Stell evtl. eine Karte rein...

Triple F


----------



## Triple F (27. Januar 2005)

So, hier die versprochenen Routen...













Größer in meiner Gallerie! Als Anhang findest Du noch nen Geländeschnitt der Route..

Triple F


----------



## Lore (27. Januar 2005)

optimal, genau sowas hab ich gesucht!! 
Distanz passt, ordentlich HM.... profil taugt mir auf jeden fall, wenns auch nciht ohne ist... dankeschön
gruß, chris


----------



## Don Stefano (27. Januar 2005)

Pssst nicht so laut!

Da ich mich schon mehrfach als Rennradler geoutet habe, kann ich ja jetzt auch dazu stehen.

Ich würde bei der Streckenwahl eher Nebenstraßen bevorzugen. Gerade die Straße zwischen Ettlingen nach Herrenalb ist im Sommer sehr stark befahren - Uups wir ham' ja Winter. Trotzdem empfehle ich hier lieber auf die Strecke Ettlingen - Ettlingenweiher - Schluttenbach - Schöllbronn - Schöllbronner Mühle - Moosalbtal bis Moosbronn - Bernbach - Bad Herrenalb auszuweichen.

Von Herrenalb aus gibts wieder mehrere Möglichkeiten. Man kann entweder ins Gaistal hoch - Plotzsägemühle - Loffenau - Gernsbach abfahren, Gaistal Weithäusle - Dobel weiterfahren, Neusatz - Holzbachtal - Marxzell - Burbach zurück oder auf der Straße übers Käppele - Loffenau - Gernsbach. Vom Murgtal aus gibts eine schöne Strecke zurück über Winkel, die aber etwas schwer zu beschreiben (und zu finden) ist.

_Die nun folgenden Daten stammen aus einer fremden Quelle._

//! LSTM cell with backpropagation through time

use super::{outer, sigmoid, tanh, ParameterArena};
use ndarray::{Array1, Array2};
use ndarray_rand::rand_distr::Uniform;
use ndarray_rand::RandomExt;
use serde::{Deserialize, Serialize};

#[derive(Debug, Clone, Default)]
struct LstmGradients {
    w_ii: Array2<f64>,
    w_hi: Array2<f64>,
    b_i: Array1<f64>,
    w_if: Array2<f64>,
    w_hf: Array2<f64>,
    b_f: Array1<f64>,
    w_ig: Array2<f64>,
    w_hg: Array2<f64>,
    b_g: Array1<f64>,
    w_io: Array2<f64>,
    w_ho: Array2<f64>,
    b_o: Array1<f64>,
}

#[derive(Debug, Clone)]
struct LstmStep {
    x: Array1<f64>,
    h_prev: Array1<f64>,
    c_prev: Array1<f64>,
    i: Array1<f64>,
    f: Array1<f64>,
    g: Array1<f64>,
    o: Array1<f64>,
    tanh_c: Array1<f64>,
}

/// Long short-term memory cell
#[derive(Debug, Clone, Serialize, Deserialize)]
pub struct LstmCell {
    input_size: usize,
    hidden_size: usize,

    // Input gate
    w_ii: Array2<f64>,
    w_hi: Array2<f64>,
    b_i: Array1<f64>,

    // Forget gate
    w_if: Array2<f64>,
    w_hf: Array2<f64>,
    b_f: Array1<f64>,

    // Cell candidate
    w_ig: Array2<f64>,
    w_hg: Array2<f64>,
    b_g: Array1<f64>,

    // Output gate
    w_io: Array2<f64>,
    w_ho: Array2<f64>,
    b_o: Array1<f64>,

    #[serde(skip)]
    grads: LstmGradients,
    #[serde(skip)]
    cache: Vec<LstmStep>,
}

impl LstmCell {
    pub fn new(input_size: usize, hidden_size: usize) -> Self {
        let limit = (1.0 / hidden_size as f64).sqrt();
        let dist = Uniform::new(-limit, limit);

        let mut cell = Self {
            input_size,
            hidden_size,
            w_ii: Array2::random((hidden_size, input_size), dist),
            w_hi: Array2::random((hidden_size, hidden_size), dist),
            b_i: Array1::zeros(hidden_size),
            w_if: Array2::random((hidden_size, input_size), dist),
            w_hf: Array2::random((hidden_size, hidden_size), dist),
            // Forget bias starts at 1 so early training retains state
            b_f: Array1::from_elem(hidden_size, 1.0),
            w_ig: Array2::random((hidden_size, input_size), dist),
            w_hg: Array2::random((hidden_size, hidden_size), dist),
            b_g: Array1::zeros(hidden_size),
            w_io: Array2::random((hidden_size, input_size), dist),
            w_ho: Array2::random((hidden_size, hidden_size), dist),
            b_o: Array1::zeros(hidden_size),
            grads: LstmGradients::default(),
            cache: Vec::new(),
        };
        cell.zero_grads();
        cell
    }

    pub fn input_size(&self) -> usize {
        self.input_size
    }

    pub fn hidden_size(&self) -> usize {
        self.hidden_size
    }

    #[allow(clippy::type_complexity)]
    fn step(
        &self,
        x: &Array1<f64>,
        h_prev: &Array1<f64>,
        c_prev: &Array1<f64>,
    ) -> (
        Array1<f64>,
        Array1<f64>,
        Array1<f64>,
        Array1<f64>,
        Array1<f64>,
        Array1<f64>,
    ) {
        // i = σ(W_ii x + W_hi h + b_i)
        let i = sigmoid(&(self.w_ii.dot(x) + self.w_hi.dot(h_prev) + &self.b_i));
        // f = σ(W_if x + W_hf h + b_f)
        let f = sigmoid(&(self.w_if.dot(x) + self.w_hf.dot(h_prev) + &self.b_f));
        // g = tanh(W_ig x + W_hg h + b_g)
        let g = tanh(&(self.w_ig.dot(x) + self.w_hg.dot(h_prev) + &self.b_g));
        // o = σ(W_io x + W_ho h + b_o)
        let o = sigmoid(&(self.w_io.dot(x) + self.w_ho.dot(h_prev) + &self.b_o));
        // c' = f * c + i * g
        let c_new = &f * c_prev + &i * &g;
        let tanh_c = tanh(&c_new);
        // h' = o * tanh(c')
        let h_new = &o * &tanh_c;

        (i, f, g, o, c_new, h_new)
    }

    /// Run the full sequence for inference, returning the hidden state at
    /// every timestep
    pub fn forward(&self, inputs: &[Array1<f64>]) -> Vec<Array1<f64>> {
        let mut h = Array1::zeros(self.hidden_size);
        let mut c = Array1::zeros(self.hidden_size);
        let mut outputs = Vec::with_capacity(inputs.len());

        for x in inputs {
            let (_, _, _, _, c_new, h_new) = self.step(x, &h, &c);
            h = h_new;
            c = c_new;
            outputs.push(h.clone());
        }

        outputs
    }

    /// Run the full sequence caching every step for [`Self::backward`]
    pub fn forward_train(&mut self, inputs: &[Array1<f64>]) -> Vec<Array1<f64>> {
        self.cache.clear();
        let mut h = Array1::zeros(self.hidden_size);
        let mut c = Array1::zeros(self.hidden_size);
        let mut outputs = Vec::with_capacity(inputs.len());

        for x in inputs {
            let (i, f, g, o, c_new, h_new) = self.step(x, &h, &c);
            self.cache.push(LstmStep {
                x: x.clone(),
                h_prev: h.clone(),
                c_prev: c.clone(),
                i,
                f,
                g,
                o,
                tanh_c: tanh(&c_new),
            });
            h = h_new;
            c = c_new;
            outputs.push(h.clone());
        }

        outputs
    }

    /// Backpropagate through the cached sequence; see `GruCell::backward`
    /// for the gradient-flow convention
    pub fn backward(&mut self, dh_out: &[Array1<f64>]) -> Vec<Array1<f64>> {
        let steps = self.cache.len();
        let mut dx_all = vec![Array1::zeros(self.input_size); steps];
        let mut dh_next = Array1::zeros(self.hidden_size);
        let mut dc_next = Array1::zeros(self.hidden_size);

        for t in (0..steps).rev() {
            let step = &self.cache[t];
            let dh = &dh_out[t] + &dh_next;

            let d_o = &dh * &step.tanh_c;
            let dc = &dc_next + &(&dh * &(&step.o * &step.tanh_c.mapv(|v| 1.0 - v * v)));
            let di = &dc * &step.g;
            let dg = &dc * &step.i;
            let df = &dc * &step.c_prev;
            let dc_prev = &dc * &step.f;

            let di_pre = &di * &step.i.mapv(|v| v * (1.0 - v));
            let df_pre = &df * &step.f.mapv(|v| v * (1.0 - v));
            let dg_pre = &dg * &step.g.mapv(|v| 1.0 - v * v);
            let do_pre = &d_o * &step.o.mapv(|v| v * (1.0 - v));

            self.grads.w_ii += &outer(&di_pre, &step.x);
            self.grads.w_hi += &outer(&di_pre, &step.h_prev);
            self.grads.b_i += &di_pre;
            self.grads.w_if += &outer(&df_pre, &step.x);
            self.grads.w_hf += &outer(&df_pre, &step.h_prev);
            self.grads.b_f += &df_pre;
            self.grads.w_ig += &outer(&dg_pre, &step.x);
            self.grads.w_hg += &outer(&dg_pre, &step.h_prev);
            self.grads.b_g += &dg_pre;
            self.grads.w_io += &outer(&do_pre, &step.x);
            self.grads.w_ho += &outer(&do_pre, &step.h_prev);
            self.grads.b_o += &do_pre;

            dx_all[t] = self.w_ii.t().dot(&di_pre)
                + self.w_if.t().dot(&df_pre)
                + self.w_ig.t().dot(&dg_pre)
                + self.w_io.t().dot(&do_pre);

            dh_next = self.w_hi.t().dot(&di_pre)
                + self.w_hf.t().dot(&df_pre)
                + self.w_hg.t().dot(&dg_pre)
                + self.w_ho.t().dot(&do_pre);
            dc_next = dc_prev;
        }

        dx_all
    }

    pub fn zero_grads(&mut self) {
        self.grads = LstmGradients {
            w_ii: Array2::zeros(self.w_ii.raw_dim()),
            w_hi: Array2::zeros(self.w_hi.raw_dim()),
            b_i: Array1::zeros(self.b_i.raw_dim()),
            w_if: Array2::zeros(self.w_if.raw_dim()),
            w_hf: Array2::zeros(self.w_hf.raw_dim()),
            b_f: Array1::zeros(self.b_f.raw_dim()),
            w_ig: Array2::zeros(self.w_ig.raw_dim()),
            w_hg: Array2::zeros(self.w_hg.raw_dim()),
            b_g: Array1::zeros(self.b_g.raw_dim()),
            w_io: Array2::zeros(self.w_io.raw_dim()),
            w_ho: Array2::zeros(self.w_ho.raw_dim()),
            b_o: Array1::zeros(self.b_o.raw_dim()),
        };
    }

    pub(crate) fn params_mut(&mut self) -> Vec<&mut f64> {
        self.w_ii
            .iter_mut()
            .chain(self.w_hi.iter_mut())
            .chain(self.b_i.iter_mut())
            .chain(self.w_if.iter_mut())
            .chain(self.w_hf.iter_mut())
            .chain(self.b_f.iter_mut())
            .chain(self.w_ig.iter_mut())
            .chain(self.w_hg.iter_mut())
            .chain(self.b_g.iter_mut())
            .chain(self.w_io.iter_mut())
            .chain(self.w_ho.iter_mut())
            .chain(self.b_o.iter_mut())
            .collect()
    }

    pub(crate) fn grads(&self) -> Vec<f64> {
        self.grads
            .w_ii
            .iter()
            .chain(self.grads.w_hi.iter())
            .chain(self.grads.b_i.iter())
            .chain(self.grads.w_if.iter())
            .chain(self.grads.w_hf.iter())
            .chain(self.grads.b_f.iter())
            .chain(self.grads.w_ig.iter())
            .chain(self.grads.w_hg.iter())
            .chain(self.grads.b_g.iter())
            .chain(self.grads.w_io.iter())
            .chain(self.grads.w_ho.iter())
            .chain(self.grads.b_o.iter())
            .copied()
            .collect()
    }

    pub fn parameter_count(&self) -> usize {
        self.w_ii.len()
            + self.w_hi.len()
            + self.b_i.len()
            + self.w_if.len()
            + self.w_hf.len()
            + self.b_f.len()
            + self.w_ig.len()
            + self.w_hg.len()
            + self.b_g.len()
            + self.w_io.len()
            + self.w_ho.len()
            + self.b_o.len()
    }

    pub(crate) fn register(&self, arena: &mut ParameterArena) {
        for len in [
            self.w_ii.len(),
            self.w_hi.len(),
            self.b_i.len(),
            self.w_if.len(),
            self.w_hf.len(),
            self.b_f.len(),
            self.w_ig.len(),
            self.w_hg.len(),
            self.b_g.len(),
            self.w_io.len(),
            self.w_ho.len(),
            self.b_o.len(),
        ] {
            arena.register(len);
        }
    }
}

Für kürzere (und tiefer gelegene) Strecken kann man in Moosbronn nach Freiolsheim (rechts) abbiegen und dort entweder über Völkersbach zurück oder nach Michelbach - Gaggenau weiterfahren oder über Waldprechtsweiher - Malsch zurück nach Ettlingen fahren. Die direkte Strecke von Freiolsheim nach Malsch will ich hier nicht empfehlen (taugt eher zum hochfahren), sie ist sehr steil und hat einen schlechten Straßenbelag. Da sind schon einige bös gestürzt. Die Straße nach Waldprechtsweiher ist auch nicht ohne (Pershingbuckel, weil hier mal ein Raketentransporter in ein Haus gefahren ist), hier ist aber der Straßenbelag besser und die Ortseinfahrt durch einen Looping entschärft worden (Wer mal Achterbahn mit dem Rennrad fahren will, hier ist die Gelegenheit!).

So, wenn du dir jetzt eine Karte gekauft und die Orte alle abgefahren hast, kannst du dich wieder melden. Die Kondition und das Gewicht sollte dann besser sein. 

_Edit: Ich sollte vielleicht gleich mitfahren, wenn ich so an mir runterschaue ..._


----------



## Lore (27. Januar 2005)

wird ja immer besser..


----------



## Froschel (27. Januar 2005)

die Richtung Grötzingen-Weingarten-Jöhlingen-Gondelsheim-Walzbachtal ist auch sehr nett zum Radeln und höhenmetermäßig weniger stressig.


-_-


----------



## fez (27. Januar 2005)

skuehnen schrieb:
			
		

> Vom Murgtal aus gibts eine schöne Strecke zurück über Winkel, die aber etwas schwer zu beschreiben (und zu finden) ist.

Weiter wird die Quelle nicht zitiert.